How to Achieve Your Financial Goals – A S.M.A.R.T. Approach

Ken Hargreaves, CFP®, AIF®, AWMA®, CRPC®

Imagine saving for years to buy a house, go on that dream vacation, or pay for your children’s education. But when it comes time to sell off your investments to make your purchase, you find out that your savings aren’t prepared for it. Perhaps you simply don’t have enough, or maybe your funds are locked away in illiquid assets, or the tax bill you would incur would throw your finances off track. 

What went wrong? 

You diligently saved, and your investment performance generally tracked broader returns. You had a financial plan in place, and it seemingly failed you. 

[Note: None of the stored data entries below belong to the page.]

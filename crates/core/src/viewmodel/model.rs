//! List view model: pagination, filters and loading state for one view
//!
//! Every view owns a root [`RequestScope`]. Each fetch runs in a child of
//! that scope and races the root's cancellation in `select!`, so once
//! [`ListViewModel::unmount`] returns no later result can reach the state.

use std::sync::atomic::{AtomicBool, AtomicU64, Ordering};
use std::sync::Arc;
use std::time::Duration;

use partnerhub_common::tracking::RequestTracker;
use partnerhub_domain::constants::{
    DEFAULT_DEBOUNCE_MS, DEFAULT_PAGE_SIZE, DEFAULT_STALE_REQUEST_MS, MAX_PAGE_SIZE,
};
use partnerhub_domain::{CancelReason, Config, PageInfo, PageRequest, PartnerHubError};
use tokio::sync::{watch, Notify};
use tokio::task::JoinHandle;
use tracing::{debug, info, warn};

use super::source::ListSource;
use super::state::{FetchOutcome, ViewError, ViewPhase, ViewState};
use crate::scope::RequestScope;

/// Timing knobs of a list view
#[derive(Debug, Clone, Copy, PartialEq, Eq)]
pub struct ViewOptions {
    /// Quiet period before a filter change is fetched
    pub debounce: Duration,
    pub page_size: u32,
    /// Tracked requests older than this are pruned when the view becomes
    /// visible again
    pub stale_after: Duration,
}

impl ViewOptions {
    pub fn from_config(config: &Config) -> Self {
        Self {
            debounce: config.views.debounce(),
            page_size: config.views.page_size.clamp(1, MAX_PAGE_SIZE),
            stale_after: config.fetch.stale_request_age(),
        }
    }
}

impl Default for ViewOptions {
    fn default() -> Self {
        Self {
            debounce: Duration::from_millis(DEFAULT_DEBOUNCE_MS),
            page_size: DEFAULT_PAGE_SIZE,
            stale_after: Duration::from_millis(DEFAULT_STALE_REQUEST_MS),
        }
    }
}

pub type ListState<S> = ViewState<<S as ListSource>::Item, <S as ListSource>::Filters>;

#[derive(Debug, Clone, Copy, PartialEq, Eq)]
enum LoadMode {
    /// Full-page loading indicator
    Initial,
    /// Table-only indicator, current rows stay visible
    Table,
}

/// Data-fetching state machine for one list view
///
/// At most one fetch is outstanding per instance. A fetch requested while
/// another is running is dropped, not queued, and the running fetch's
/// result is the one applied. Debounced filter changes are the exception:
/// they wait for the running fetch to finish and then fetch once.
pub struct ListViewModel<S: ListSource> {
    inner: Arc<Inner<S>>,
}

impl<S: ListSource> Clone for ListViewModel<S> {
    fn clone(&self) -> Self {
        Self { inner: Arc::clone(&self.inner) }
    }
}

struct Inner<S: ListSource> {
    source: S,
    tracker: Arc<RequestTracker>,
    scope: RequestScope,
    state: watch::Sender<ListState<S>>,
    in_flight: AtomicBool,
    /// Signalled whenever a fetch finishes
    idle: Notify,
    hidden: AtomicBool,
    hidden_mid_flight: AtomicBool,
    filter_generation: AtomicU64,
    options: ViewOptions,
}

impl<S: ListSource> ListViewModel<S> {
    pub fn new(source: S, tracker: Arc<RequestTracker>, options: ViewOptions) -> Self {
        let scope = RequestScope::new(source.component());
        let (state, _) = watch::channel(ViewState::new(options.page_size));
        Self {
            inner: Arc::new(Inner {
                source,
                tracker,
                scope,
                state,
                in_flight: AtomicBool::new(false),
                idle: Notify::new(),
                hidden: AtomicBool::new(false),
                hidden_mid_flight: AtomicBool::new(false),
                filter_generation: AtomicU64::new(0),
                options,
            }),
        }
    }

    pub fn component(&self) -> &'static str {
        self.inner.source.component()
    }

    /// Receiver that observes every published state change
    pub fn subscribe(&self) -> watch::Receiver<ListState<S>> {
        self.inner.state.subscribe()
    }

    /// Snapshot of the current state
    pub fn state(&self) -> ListState<S> {
        self.inner.state.borrow().clone()
    }

    pub fn is_mounted(&self) -> bool {
        !self.inner.scope.is_cancelled()
    }

    pub fn is_fetching(&self) -> bool {
        self.inner.in_flight.load(Ordering::Acquire)
    }

    /// Initial load with default filters; does nothing for signed-out users
    pub async fn mount(&self, authenticated: bool) -> FetchOutcome {
        if !authenticated {
            debug!(component = self.component(), "not authenticated, skipping initial load");
            return FetchOutcome::Skipped;
        }
        self.inner.load(LoadMode::Initial, |_| {}).await
    }

    /// Apply `filters` after the debounce window, going back to page 1
    ///
    /// Only the last change inside the window is fetched; earlier ones
    /// resolve to [`FetchOutcome::Superseded`]. If another fetch is running
    /// when the window closes, the change is held until that fetch ends.
    pub fn update_filters(&self, filters: S::Filters) -> JoinHandle<FetchOutcome> {
        let generation = self.inner.filter_generation.fetch_add(1, Ordering::AcqRel) + 1;
        let inner = Arc::clone(&self.inner);

        tokio::spawn(async move {
            tokio::select! {
                biased;
                () = inner.scope.token().cancelled() => FetchOutcome::Skipped,
                () = tokio::time::sleep(inner.options.debounce) => {
                    inner.apply_filters(generation, filters).await
                }
            }
        })
    }

    pub async fn set_page(&self, page: u32) -> FetchOutcome {
        self.inner
            .load(LoadMode::Table, move |state| {
                state.request = PageRequest::new(page, state.request.limit);
            })
            .await
    }

    /// Change rows per page (clamped to the server maximum) and return to
    /// page 1
    pub async fn set_page_size(&self, page_size: u32) -> FetchOutcome {
        let page_size = page_size.clamp(1, MAX_PAGE_SIZE);
        self.inner
            .load(LoadMode::Table, move |state| {
                state.request = PageRequest::new(1, page_size);
            })
            .await
    }

    /// Refetch the current page with the current filters
    pub async fn refresh(&self) -> FetchOutcome {
        self.inner.load(LoadMode::Table, |_| {}).await
    }

    /// Tear the view down
    ///
    /// Cancels the view's scope and every tracked request of its component.
    /// The view model cannot be mounted again afterwards.
    ///
    /// # Returns
    /// Number of tracked requests cancelled
    pub fn unmount(&self) -> usize {
        self.inner.scope.cancel();
        let cancelled = self.inner.tracker.cancel_all(self.component());
        info!(component = self.component(), cancelled, "view unmounted");
        cancelled
    }

    /// Page visibility changed
    ///
    /// On becoming visible again, stale tracked requests are pruned and, if a
    /// fetch was running when the page was hidden, both loading indicators
    /// are cleared without refetching.
    pub fn visibility_changed(&self, visible: bool) {
        let inner = &self.inner;
        if !visible {
            inner.hidden.store(true, Ordering::Release);
            if inner.in_flight.load(Ordering::Acquire) {
                inner.hidden_mid_flight.store(true, Ordering::Release);
            }
            return;
        }

        if !inner.hidden.swap(false, Ordering::AcqRel) {
            return;
        }
        let pruned = inner.tracker.prune_stale(inner.options.stale_after);
        if pruned > 0 {
            debug!(component = self.component(), pruned, "pruned stale requests");
        }

        let was_mid_flight = inner.hidden_mid_flight.swap(false, Ordering::AcqRel);
        if was_mid_flight && self.is_mounted() && inner.state.borrow().is_loading() {
            inner.publish(|state| {
                if state.phase == ViewPhase::Loading {
                    state.phase = ViewPhase::Idle;
                }
                state.table_loading = false;
            });
        }
    }
}

impl<S: ListSource> Drop for Inner<S> {
    fn drop(&mut self) {
        self.scope.cancel();
    }
}

/// Clears the in-flight flag however the fetch ends and wakes waiters
struct FlightGuard<'a> {
    flag: &'a AtomicBool,
    idle: &'a Notify,
}

impl Drop for FlightGuard<'_> {
    fn drop(&mut self) {
        self.flag.store(false, Ordering::Release);
        self.idle.notify_waiters();
    }
}

impl<S: ListSource> Inner<S> {
    fn publish(&self, modify: impl FnOnce(&mut ListState<S>)) {
        self.state.send_modify(|state| {
            modify(state);
            state.version += 1;
        });
    }

    async fn apply_filters(&self, generation: u64, filters: S::Filters) -> FetchOutcome {
        loop {
            if self.filter_generation.load(Ordering::Acquire) != generation {
                return FetchOutcome::Superseded;
            }
            // registered before trying, so a fetch ending in between still wakes us
            let idle = self.idle.notified();
            tokio::pin!(idle);
            idle.as_mut().enable();

            let pending = filters.clone();
            let outcome = self
                .load(LoadMode::Table, move |state| {
                    state.filters = pending;
                    state.request = PageRequest::new(1, state.request.limit);
                })
                .await;
            if outcome != FetchOutcome::Dropped {
                return outcome;
            }

            debug!(component = self.source.component(), "filter change waiting for running fetch");
            tokio::select! {
                biased;
                () = self.scope.token().cancelled() => return FetchOutcome::Skipped,
                () = &mut idle => {}
            }
        }
    }

    async fn load(
        &self,
        mode: LoadMode,
        prepare: impl FnOnce(&mut ListState<S>) + Send,
    ) -> FetchOutcome {
        let component = self.source.component();
        if self.scope.is_cancelled() {
            return FetchOutcome::Skipped;
        }
        if self.in_flight.swap(true, Ordering::AcqRel) {
            debug!(component, "fetch already in progress, dropping request");
            return FetchOutcome::Dropped;
        }
        let _flight = FlightGuard { flag: &self.in_flight, idle: &self.idle };

        self.publish(|state| {
            prepare(state);
            match mode {
                LoadMode::Initial => {
                    state.phase = ViewPhase::Loading;
                    state.error = None;
                }
                LoadMode::Table => state.table_loading = true,
            }
        });

        let (filters, request) = {
            let state = self.state.borrow();
            (state.filters.clone(), state.request)
        };
        let scope = self.scope.child();

        let result = tokio::select! {
            biased;
            () = self.scope.token().cancelled() => {
                debug!(component, "view unmounted while fetching");
                return FetchOutcome::Cancelled;
            }
            result = self.source.fetch(&filters, request, &scope) => result,
        };

        match result {
            Ok(response) => {
                let page = PageInfo::from_pagination(&response.pagination_or(&request));
                let rows = response.data.len();
                self.publish(|state| {
                    state.data = response.data;
                    state.page = page;
                    state.phase = ViewPhase::Success;
                    state.table_loading = false;
                    state.error = None;
                });
                debug!(component, rows, page = page.page, total = page.total, "list loaded");
                FetchOutcome::Loaded
            }
            Err(PartnerHubError::Cancelled(CancelReason::Timeout)) => {
                debug!(component, "fetch timed out");
                self.publish(|state| {
                    if state.phase == ViewPhase::Loading {
                        state.phase = ViewPhase::Idle;
                    }
                    state.table_loading = false;
                });
                FetchOutcome::Cancelled
            }
            // aborted by its owner (cancel_all, pruning): state is left as is
            Err(err) if err.is_cancelled() => {
                debug!(component, error = %err, "fetch aborted");
                FetchOutcome::Cancelled
            }
            Err(err) => {
                warn!(component, error = %err, category = err.category().label(), "list fetch failed");
                let view_error = ViewError::from(&err);
                let applied = view_error.clone();
                self.publish(move |state| {
                    state.phase = ViewPhase::Error;
                    state.table_loading = false;
                    state.error = Some(applied);
                });
                FetchOutcome::Failed(view_error)
            }
        }
    }
}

Or did it never align with your goals in the first place? 

There are two general kinds of financial plans: 

  1. Traditional plans that attempt to generate as much wealth as possible over the decades to achieve a general objective, such as financial security in retirement or
  2.  Goals-based plans that detail the investments you need to achieve your goals within a specific timeframe.

Traditional Financial Plans

If your financial plan is meant to carry your savings all the way to and through retirement, your savings are likely tucked away in long-term, tax-advantaged retirement plans that come with expensive penalties and tax burdens for early withdrawals. 

Within your brokerage account, you may have investments that generally align with a long-term timeline in mind, such as forty years of growth for retirement savings – not a car in five years. 

For example, if you’re 40 years old, your portfolio may look something like this: 60% in stocks and 40% in bonds, mainly located within your 401(K) and IRA, essentially illiquid. You aim to maximize your retirement account contributions, have a strict 50/30/20 budget in place, and have a general dollar amount in mind for when you retire. 

If that’s what you have, great—you’re already ahead of the game. But you still risk not having the money you need at certain times in your life.

Goals-Based Financial Plans

A goals-based financial plan is constructed quite differently from a traditional financial plan. First, you determine your primary financial goals and whether they are short-term, medium-term, or long-term. Then, you carefully evaluate your income sources and decide which investments you should buy based on the individual timelines for each financial goal. 

So, if you need to buy a house in five years, you probably shouldn’t overload that customized portfolio with stocks because they can easily crash within five years, nor should you keep those funds in an inaccessible retirement account such as a 401(K) or IRA.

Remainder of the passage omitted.